Skyrim VR Fus-Ro-Sucks, but it’s good on Switch – PAX Aus 2017


Skyrim hasn’t been allowed much rest, despite the game’s 2011 release, it will be receiving two new versions at the tail end of this year on PlayStation VR and Nintendo Switch respectively.

Making the rounds at PAX Australia this weekend I was fortunate (or unfortunate) enough to check out both of the upcoming versions and compare them to the hundreds of hours I spent with the base game. Here’s how that went:

Skryim PSVR

The PSVR has been out for a year, and what a mixed bag of a year that’s been for the tech. Something that initially blew me away has been sitting in a cupboard now for the best part of six months, only taken out to show the shark diving demo to friends. The issue I have with the PSVR is that there aren’t enough games out that justify its existence, although individual experiences can be cool, they’re just that, experiences.

Skyrim promised something else, a fully fledged RPG to take in the majesty of VR. Strapping on the headset at PlayStation’s booth, I was greeted by the snowy peaks of the land I know oh so well. A setting that blew me away six years ago now looks a little worse for wear, the game shows its age in the intimacy of the medium. But hey, that isn’t necessarily bad, it could still be a fun experience.


To move in Skyrim VR you push down a button on the Move controller to paint a teleportation point onto the map. Getting around requires a tonne of little blink-like moves, which isn’t uncommon in VR games, but it sure as hell doesn’t work for open world titles. Getting around feels a little like being blackout drunk, moving to points in lurches and slowly rotating with swivel buttons on the controller to line up the next jump.

It’s a clunky system, and made even more noticeable when you have to engage in combat. Bandits run at you mindlessly, exposing themselves to streams of magic hand fire or completely unskilled waves of a sword. You feel less like a chosen warrior and more like an invincible whacky armed inflatable guy blowing around a fantasy land like an unimaginative god.

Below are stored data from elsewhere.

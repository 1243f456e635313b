//! Obstacle generator and recycler
//!
//! The gate set never grows or shrinks. `layout` places every pair
//! staggered beyond the right edge at round start; `advance` scrolls them
//! left and regenerates any pair that has fully left the screen, giving it
//! fresh keys so renderers treat it as a new entity.

use glam::Vec2;

use super::rng::GapRng;
use super::state::{GameState, GateGeometry, ObstaclePair, World};

/// Draw a gap extension in `[0, scale]`.
///
/// A coin picks the band (upper or lower half) before the uniform draw, so
/// gates lean clearly high or clearly low instead of bunching at the middle.
pub fn random_extension<R: GapRng + ?Sized>(rng: &mut R, scale: f32) -> f32 {
    let fraction = if rng.coin_flip() {
        rng.fraction(0.5, 1.0)
    } else {
        rng.fraction(0.0, 0.5)
    };
    fraction * scale
}

/// Give a pair its geometry at horizontal offset `x`
fn shape_pair(pair: &mut ObstaclePair, x: f32, world: &World, geometry: &GateGeometry, extension: f32) {
    let height = geometry.base_gap_height + extension;
    let size = Vec2::new(geometry.pair_width, height);

    pair.top.initial = Vec2::new(x, 0.0);
    pair.top.position = pair.top.initial;
    pair.top.size = size;

    pair.bottom.initial = Vec2::new(x, world.height - geometry.base_gap_height + extension);
    pair.bottom.position = pair.bottom.initial;
    pair.bottom.size = size;

    pair.extension = extension;
}

/// Lay out every pair for a new round.
///
/// Pair `i` starts at `(2i + 1) * pair_width + world.width`. No-op while the
/// world is still zero-sized.
pub fn layout<R: GapRng + ?Sized>(state: &mut GameState, rng: &mut R) {
    if state.world.is_empty() {
        log::warn!("Obstacle layout skipped: world size unknown");
        return;
    }

    let world = state.world;
    let geometry = GateGeometry::for_world(&world, state.pairs.len());
    state.geometry = geometry;

    for i in 0..state.pairs.len() {
        let extension = random_extension(rng, geometry.extension_scale);
        let x = (2 * i + 1) as f32 * geometry.pair_width + world.width;
        let top_key = state.next_obstacle_key();
        let bottom_key = state.next_obstacle_key();

        let pair = &mut state.pairs[i];
        pair.top.key = top_key;
        pair.bottom.key = bottom_key;
        shape_pair(pair, x, &world, &geometry, extension);
    }

    log::debug!(
        "Laid out {} gates (width {:.1}, base gap {:.1})",
        state.pairs.len(),
        geometry.pair_width,
        geometry.base_gap_height
    );
}

/// Scroll every pair left by `distance`, recycling pairs that have exited.
///
/// A recycled pair does not also scroll this tick; it lands exactly on
/// `geometry.respawn_x`. Returns the number of recycled pairs.
pub fn advance<R: GapRng + ?Sized>(state: &mut GameState, distance: f32, rng: &mut R) -> usize {
    let world = state.world;
    let geometry = state.geometry;
    let mut recycled = 0;

    for i in 0..state.pairs.len() {
        if state.pairs[i].has_exited() {
            let extension = random_extension(rng, geometry.extension_scale);
            let top_key = state.next_obstacle_key();
            let bottom_key = state.next_obstacle_key();

            let pair = &mut state.pairs[i];
            pair.top.key = top_key;
            pair.bottom.key = bottom_key;
            shape_pair(pair, geometry.respawn_x(&world), &world, &geometry, extension);
            recycled += 1;

            log::debug!("Recycled gate {} (extension {:.1})", i, extension);
        } else {
            let pair = &mut state.pairs[i];
            pair.top.position.x -= distance;
            pair.bottom.position.x -= distance;
        }
    }

    recycled
}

Roasting enemies is as simple as waving your hand slightly in their direction. Moving deeper into the dungeon of the demo the most challenging enemy was a spiralling flight of stairs, because OH MY GOD teleporting in loops is fucking outragelously dumb. You hit one wall, swivel, hit another, swivel again – all the whilst waving one arm around trying to fight off giant rats like they owe you money.

The pay off was a fearsome giant spider boss, which I managed to defeat before it fully entered the level by shouting at it and unleashing my unlimited fire stream at its stupid eight legs simultaneously. The PlayStation rep told me after the demo wrapped up that the retail version will be tougher, as this had a “god mode” enabled so you can experience the movement without too much distraction. Well, the movement sucked, but the promise of being able to play with a regular Dualshock controller could make it worth keeping an eye on down the line. As for the demo, it was horrendously bad and I’m not sure why they would be showing it off at expos.

Skyrim for Switch

This breakdown will be a little bit shorter, as there’s not a whole lot to digest with the hands on experience I had with Skyrim on the Switch. Playing in docked mode with a pro controller, the game functioned fine, looked much the same as last year’s Special Edition, and all in all seemed like a solid port.

But now with amiibo support! Yay?

I tinkered around with some load times, and I’m pleased to say loading up a save takes way less time than it did back on last gen systems, which was a real drag if you found yourself in a particularly hard fight that you were save scumming.

The area of the game we were given to demo was fairly early on, so apart from noting that stealing a horse is still fun, there’s not much else I can say other than: this looks like Skyrim… on a Nintendo Switch.

With 2017 almost being peak Skyrim (six years on from its initial release no less), it’s weird how one of the upcoming versions can get so much wrong, whilst the other sticks to the basics and looks to be a fine release.

Skyrim VR and Skyrim Switch Edition are both due out on November 17.